=== Section Start ===

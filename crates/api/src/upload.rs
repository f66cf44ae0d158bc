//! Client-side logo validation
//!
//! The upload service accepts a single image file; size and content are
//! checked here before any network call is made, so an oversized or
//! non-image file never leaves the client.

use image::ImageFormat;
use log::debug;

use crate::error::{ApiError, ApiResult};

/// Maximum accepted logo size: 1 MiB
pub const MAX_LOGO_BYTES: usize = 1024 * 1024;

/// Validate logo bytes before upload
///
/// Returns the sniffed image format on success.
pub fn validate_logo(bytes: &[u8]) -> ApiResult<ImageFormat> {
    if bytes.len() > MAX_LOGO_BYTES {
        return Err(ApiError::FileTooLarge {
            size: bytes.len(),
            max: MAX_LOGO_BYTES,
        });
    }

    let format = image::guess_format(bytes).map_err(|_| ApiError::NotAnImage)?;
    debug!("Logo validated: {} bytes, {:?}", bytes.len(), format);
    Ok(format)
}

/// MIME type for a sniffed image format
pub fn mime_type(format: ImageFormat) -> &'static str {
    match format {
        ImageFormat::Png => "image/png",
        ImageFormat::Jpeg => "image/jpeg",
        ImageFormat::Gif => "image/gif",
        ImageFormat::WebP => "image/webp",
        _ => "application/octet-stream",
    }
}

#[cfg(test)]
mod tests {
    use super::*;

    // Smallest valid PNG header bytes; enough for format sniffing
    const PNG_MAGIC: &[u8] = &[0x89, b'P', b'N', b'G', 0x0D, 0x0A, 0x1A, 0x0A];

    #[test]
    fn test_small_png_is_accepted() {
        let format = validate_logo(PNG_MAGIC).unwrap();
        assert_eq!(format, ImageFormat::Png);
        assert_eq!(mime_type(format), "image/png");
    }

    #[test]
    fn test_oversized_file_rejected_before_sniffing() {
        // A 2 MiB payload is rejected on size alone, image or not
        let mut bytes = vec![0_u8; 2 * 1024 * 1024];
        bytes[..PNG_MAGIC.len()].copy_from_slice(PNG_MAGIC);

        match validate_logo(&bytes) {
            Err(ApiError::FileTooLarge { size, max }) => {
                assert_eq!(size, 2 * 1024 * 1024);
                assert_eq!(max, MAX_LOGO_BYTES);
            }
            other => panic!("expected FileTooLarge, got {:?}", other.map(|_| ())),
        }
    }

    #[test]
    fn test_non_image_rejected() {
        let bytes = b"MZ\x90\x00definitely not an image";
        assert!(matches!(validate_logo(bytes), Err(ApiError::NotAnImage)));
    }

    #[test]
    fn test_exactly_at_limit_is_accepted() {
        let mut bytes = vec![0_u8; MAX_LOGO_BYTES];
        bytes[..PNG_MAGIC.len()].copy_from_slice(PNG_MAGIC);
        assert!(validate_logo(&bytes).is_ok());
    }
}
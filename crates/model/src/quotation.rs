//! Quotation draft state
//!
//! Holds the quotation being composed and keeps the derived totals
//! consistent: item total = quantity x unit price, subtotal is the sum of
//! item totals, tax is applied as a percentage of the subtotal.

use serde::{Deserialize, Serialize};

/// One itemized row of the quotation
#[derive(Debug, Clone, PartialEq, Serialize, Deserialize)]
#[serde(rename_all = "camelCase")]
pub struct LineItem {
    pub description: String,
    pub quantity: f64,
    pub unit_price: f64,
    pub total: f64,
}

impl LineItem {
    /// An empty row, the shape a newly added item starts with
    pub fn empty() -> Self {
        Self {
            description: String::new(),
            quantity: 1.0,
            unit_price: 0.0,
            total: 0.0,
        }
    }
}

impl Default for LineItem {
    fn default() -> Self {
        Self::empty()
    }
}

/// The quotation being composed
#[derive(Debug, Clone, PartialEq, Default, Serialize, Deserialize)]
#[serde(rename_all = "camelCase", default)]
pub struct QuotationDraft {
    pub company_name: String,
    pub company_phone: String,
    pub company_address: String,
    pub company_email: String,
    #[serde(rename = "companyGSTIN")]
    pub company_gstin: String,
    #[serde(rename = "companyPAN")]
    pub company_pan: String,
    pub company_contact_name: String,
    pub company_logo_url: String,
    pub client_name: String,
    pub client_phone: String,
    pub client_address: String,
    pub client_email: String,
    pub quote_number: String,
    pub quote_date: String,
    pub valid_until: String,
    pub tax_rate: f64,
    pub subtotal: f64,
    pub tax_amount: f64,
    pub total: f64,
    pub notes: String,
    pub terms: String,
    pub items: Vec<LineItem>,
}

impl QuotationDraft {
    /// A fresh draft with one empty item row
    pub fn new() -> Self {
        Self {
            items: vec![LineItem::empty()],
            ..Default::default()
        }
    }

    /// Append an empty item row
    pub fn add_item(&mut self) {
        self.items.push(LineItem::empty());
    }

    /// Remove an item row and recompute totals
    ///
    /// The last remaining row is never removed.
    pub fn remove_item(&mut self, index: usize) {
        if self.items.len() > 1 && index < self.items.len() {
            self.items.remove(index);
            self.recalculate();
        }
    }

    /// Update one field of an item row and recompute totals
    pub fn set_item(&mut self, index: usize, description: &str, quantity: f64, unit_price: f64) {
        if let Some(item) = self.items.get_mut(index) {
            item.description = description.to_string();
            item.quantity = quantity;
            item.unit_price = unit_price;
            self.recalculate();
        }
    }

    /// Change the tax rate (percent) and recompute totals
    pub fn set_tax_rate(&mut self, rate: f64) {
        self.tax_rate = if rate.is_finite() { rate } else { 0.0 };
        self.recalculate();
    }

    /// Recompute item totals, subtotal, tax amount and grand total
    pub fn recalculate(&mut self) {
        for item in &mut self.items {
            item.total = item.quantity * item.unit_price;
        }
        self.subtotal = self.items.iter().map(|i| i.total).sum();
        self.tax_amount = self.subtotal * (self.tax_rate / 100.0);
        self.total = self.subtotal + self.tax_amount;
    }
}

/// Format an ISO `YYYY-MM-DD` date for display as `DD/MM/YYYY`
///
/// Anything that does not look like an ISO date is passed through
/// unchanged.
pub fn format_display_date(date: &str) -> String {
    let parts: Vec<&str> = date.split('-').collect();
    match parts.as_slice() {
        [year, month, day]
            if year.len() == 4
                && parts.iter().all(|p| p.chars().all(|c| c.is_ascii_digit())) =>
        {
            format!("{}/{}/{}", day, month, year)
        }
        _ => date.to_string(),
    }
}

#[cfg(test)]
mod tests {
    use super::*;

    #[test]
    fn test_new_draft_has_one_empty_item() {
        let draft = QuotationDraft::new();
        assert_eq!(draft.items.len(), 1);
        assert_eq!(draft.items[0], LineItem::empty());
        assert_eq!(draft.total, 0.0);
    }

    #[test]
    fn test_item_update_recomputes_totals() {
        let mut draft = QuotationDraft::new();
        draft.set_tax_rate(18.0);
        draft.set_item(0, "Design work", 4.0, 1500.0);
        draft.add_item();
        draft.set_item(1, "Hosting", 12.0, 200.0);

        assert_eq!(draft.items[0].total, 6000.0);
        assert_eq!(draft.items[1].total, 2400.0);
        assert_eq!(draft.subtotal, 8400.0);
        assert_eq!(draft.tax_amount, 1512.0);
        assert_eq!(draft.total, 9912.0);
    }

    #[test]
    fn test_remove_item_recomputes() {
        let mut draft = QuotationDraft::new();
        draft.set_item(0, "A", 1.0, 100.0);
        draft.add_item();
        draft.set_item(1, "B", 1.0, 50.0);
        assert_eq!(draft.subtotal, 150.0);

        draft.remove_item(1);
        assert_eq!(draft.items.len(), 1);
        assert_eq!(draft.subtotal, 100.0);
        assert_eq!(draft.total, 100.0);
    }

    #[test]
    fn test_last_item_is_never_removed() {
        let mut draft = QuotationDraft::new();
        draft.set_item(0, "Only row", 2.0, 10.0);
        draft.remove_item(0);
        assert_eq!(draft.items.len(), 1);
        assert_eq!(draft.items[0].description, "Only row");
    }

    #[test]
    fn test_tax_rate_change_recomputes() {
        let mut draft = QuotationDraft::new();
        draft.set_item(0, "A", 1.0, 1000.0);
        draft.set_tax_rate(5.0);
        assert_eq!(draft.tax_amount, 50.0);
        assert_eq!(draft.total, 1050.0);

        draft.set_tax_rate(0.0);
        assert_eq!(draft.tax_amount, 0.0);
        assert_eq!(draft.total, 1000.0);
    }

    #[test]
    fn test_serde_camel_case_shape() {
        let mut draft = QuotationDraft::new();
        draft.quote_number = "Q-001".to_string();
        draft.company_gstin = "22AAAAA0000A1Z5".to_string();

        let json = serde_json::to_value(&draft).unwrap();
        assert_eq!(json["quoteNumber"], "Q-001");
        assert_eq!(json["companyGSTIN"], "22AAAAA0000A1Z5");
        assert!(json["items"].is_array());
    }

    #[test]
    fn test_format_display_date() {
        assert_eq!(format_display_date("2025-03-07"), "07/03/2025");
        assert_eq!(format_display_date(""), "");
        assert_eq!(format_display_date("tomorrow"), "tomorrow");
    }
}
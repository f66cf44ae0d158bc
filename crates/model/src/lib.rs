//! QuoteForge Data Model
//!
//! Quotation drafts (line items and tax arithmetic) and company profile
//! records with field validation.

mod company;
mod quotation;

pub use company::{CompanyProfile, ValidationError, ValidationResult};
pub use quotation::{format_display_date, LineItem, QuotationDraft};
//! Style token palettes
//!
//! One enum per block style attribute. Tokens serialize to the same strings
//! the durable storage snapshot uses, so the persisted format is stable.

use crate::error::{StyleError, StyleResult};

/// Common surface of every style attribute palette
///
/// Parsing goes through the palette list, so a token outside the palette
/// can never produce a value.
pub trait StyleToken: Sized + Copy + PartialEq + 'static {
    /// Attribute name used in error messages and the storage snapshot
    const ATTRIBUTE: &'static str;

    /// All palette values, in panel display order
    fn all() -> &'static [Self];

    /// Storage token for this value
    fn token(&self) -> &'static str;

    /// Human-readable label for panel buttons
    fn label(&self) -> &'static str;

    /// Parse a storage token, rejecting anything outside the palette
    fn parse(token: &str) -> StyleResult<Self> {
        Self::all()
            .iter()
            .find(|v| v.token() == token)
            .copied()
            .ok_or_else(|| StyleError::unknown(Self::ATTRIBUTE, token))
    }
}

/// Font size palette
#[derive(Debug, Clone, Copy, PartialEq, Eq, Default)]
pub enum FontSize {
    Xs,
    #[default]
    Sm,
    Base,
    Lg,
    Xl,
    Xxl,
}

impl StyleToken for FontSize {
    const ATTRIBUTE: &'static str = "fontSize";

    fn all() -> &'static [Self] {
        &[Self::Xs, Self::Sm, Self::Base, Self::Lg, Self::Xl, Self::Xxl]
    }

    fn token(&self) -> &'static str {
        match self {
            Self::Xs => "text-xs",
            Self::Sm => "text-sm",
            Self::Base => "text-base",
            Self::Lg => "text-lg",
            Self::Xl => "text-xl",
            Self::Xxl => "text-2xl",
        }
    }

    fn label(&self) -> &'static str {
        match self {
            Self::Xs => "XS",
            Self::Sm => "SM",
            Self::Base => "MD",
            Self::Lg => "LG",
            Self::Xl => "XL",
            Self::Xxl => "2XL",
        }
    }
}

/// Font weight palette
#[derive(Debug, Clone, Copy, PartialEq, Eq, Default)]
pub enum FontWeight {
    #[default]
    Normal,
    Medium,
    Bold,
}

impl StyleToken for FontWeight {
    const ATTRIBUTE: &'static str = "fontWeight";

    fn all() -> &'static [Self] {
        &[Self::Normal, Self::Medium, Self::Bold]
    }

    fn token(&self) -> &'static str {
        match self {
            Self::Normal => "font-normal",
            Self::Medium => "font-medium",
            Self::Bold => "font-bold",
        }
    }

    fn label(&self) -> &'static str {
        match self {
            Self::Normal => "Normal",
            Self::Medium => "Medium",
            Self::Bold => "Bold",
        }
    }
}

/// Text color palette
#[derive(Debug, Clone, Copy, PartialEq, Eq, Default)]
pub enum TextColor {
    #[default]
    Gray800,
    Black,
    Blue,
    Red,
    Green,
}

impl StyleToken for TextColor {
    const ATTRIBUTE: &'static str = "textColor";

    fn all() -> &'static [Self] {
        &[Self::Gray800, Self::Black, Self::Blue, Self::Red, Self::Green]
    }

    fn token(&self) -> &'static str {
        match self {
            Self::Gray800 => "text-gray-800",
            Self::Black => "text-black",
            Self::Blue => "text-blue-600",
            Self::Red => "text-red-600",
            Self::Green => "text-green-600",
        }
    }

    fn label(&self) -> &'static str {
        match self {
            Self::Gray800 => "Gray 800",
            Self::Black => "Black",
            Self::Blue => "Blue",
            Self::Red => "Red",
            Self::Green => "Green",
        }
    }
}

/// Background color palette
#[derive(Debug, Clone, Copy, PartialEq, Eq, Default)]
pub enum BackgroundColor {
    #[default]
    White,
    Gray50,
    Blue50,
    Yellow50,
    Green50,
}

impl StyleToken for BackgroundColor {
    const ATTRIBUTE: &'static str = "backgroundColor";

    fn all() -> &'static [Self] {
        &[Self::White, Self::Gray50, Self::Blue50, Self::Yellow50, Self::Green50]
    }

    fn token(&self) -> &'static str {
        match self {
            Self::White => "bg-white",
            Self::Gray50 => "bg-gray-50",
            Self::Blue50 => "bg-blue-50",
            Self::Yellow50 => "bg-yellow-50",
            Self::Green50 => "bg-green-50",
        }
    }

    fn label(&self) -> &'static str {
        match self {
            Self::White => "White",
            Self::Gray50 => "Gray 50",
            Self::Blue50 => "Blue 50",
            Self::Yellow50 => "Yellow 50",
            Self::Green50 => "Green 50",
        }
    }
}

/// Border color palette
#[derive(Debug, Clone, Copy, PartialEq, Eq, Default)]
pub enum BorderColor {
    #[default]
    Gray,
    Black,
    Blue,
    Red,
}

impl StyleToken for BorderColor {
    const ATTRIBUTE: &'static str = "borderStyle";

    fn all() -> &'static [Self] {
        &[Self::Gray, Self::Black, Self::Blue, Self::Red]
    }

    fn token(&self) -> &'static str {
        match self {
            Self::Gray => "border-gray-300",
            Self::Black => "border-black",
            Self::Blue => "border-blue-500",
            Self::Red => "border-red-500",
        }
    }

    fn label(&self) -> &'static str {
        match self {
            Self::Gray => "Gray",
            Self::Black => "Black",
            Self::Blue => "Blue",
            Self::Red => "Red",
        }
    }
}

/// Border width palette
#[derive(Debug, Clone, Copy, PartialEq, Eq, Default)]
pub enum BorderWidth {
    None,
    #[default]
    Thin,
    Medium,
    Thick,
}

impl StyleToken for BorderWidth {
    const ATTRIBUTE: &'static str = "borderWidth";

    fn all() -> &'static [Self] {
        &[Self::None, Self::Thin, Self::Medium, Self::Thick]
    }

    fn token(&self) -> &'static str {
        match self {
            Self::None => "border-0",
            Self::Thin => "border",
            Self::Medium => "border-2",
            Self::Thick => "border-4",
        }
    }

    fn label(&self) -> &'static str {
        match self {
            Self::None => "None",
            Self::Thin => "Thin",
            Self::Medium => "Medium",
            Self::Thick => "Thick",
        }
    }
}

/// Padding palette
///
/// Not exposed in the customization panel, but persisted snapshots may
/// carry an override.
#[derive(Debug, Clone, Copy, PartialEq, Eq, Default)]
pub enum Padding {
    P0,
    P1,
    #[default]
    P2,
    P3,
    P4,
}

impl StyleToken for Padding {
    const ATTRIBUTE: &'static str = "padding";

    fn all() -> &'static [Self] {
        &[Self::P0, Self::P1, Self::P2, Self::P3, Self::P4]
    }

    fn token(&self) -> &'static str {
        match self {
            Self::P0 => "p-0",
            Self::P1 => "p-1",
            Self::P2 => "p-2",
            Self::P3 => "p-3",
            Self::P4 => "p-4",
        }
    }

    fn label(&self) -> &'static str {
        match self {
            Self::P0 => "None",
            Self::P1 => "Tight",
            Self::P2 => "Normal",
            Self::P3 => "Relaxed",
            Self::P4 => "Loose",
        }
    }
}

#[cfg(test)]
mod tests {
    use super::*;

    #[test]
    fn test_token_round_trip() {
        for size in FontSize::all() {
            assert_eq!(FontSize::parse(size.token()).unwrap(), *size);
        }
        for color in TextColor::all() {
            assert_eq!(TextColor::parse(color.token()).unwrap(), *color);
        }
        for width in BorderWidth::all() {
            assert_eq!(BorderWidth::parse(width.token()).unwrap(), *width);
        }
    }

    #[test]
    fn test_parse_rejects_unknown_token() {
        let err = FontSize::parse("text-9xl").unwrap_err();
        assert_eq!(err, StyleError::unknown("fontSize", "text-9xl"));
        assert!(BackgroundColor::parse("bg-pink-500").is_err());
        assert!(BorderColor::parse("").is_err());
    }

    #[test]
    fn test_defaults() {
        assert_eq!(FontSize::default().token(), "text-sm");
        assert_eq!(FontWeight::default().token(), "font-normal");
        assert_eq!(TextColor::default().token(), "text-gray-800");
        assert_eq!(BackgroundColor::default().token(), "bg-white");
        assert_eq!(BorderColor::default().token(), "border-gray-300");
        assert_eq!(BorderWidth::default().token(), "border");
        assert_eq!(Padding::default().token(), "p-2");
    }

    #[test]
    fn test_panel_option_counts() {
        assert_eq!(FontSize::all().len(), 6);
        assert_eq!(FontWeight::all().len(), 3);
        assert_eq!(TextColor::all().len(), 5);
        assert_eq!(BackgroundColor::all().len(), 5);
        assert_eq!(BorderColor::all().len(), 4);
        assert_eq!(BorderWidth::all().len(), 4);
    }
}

=== Section End ===

### To do
All lines that contain the word "field" should be copied from the listing.

### Exercise response
    /// Update one field of an item row and recompute totals
//! records with field validation.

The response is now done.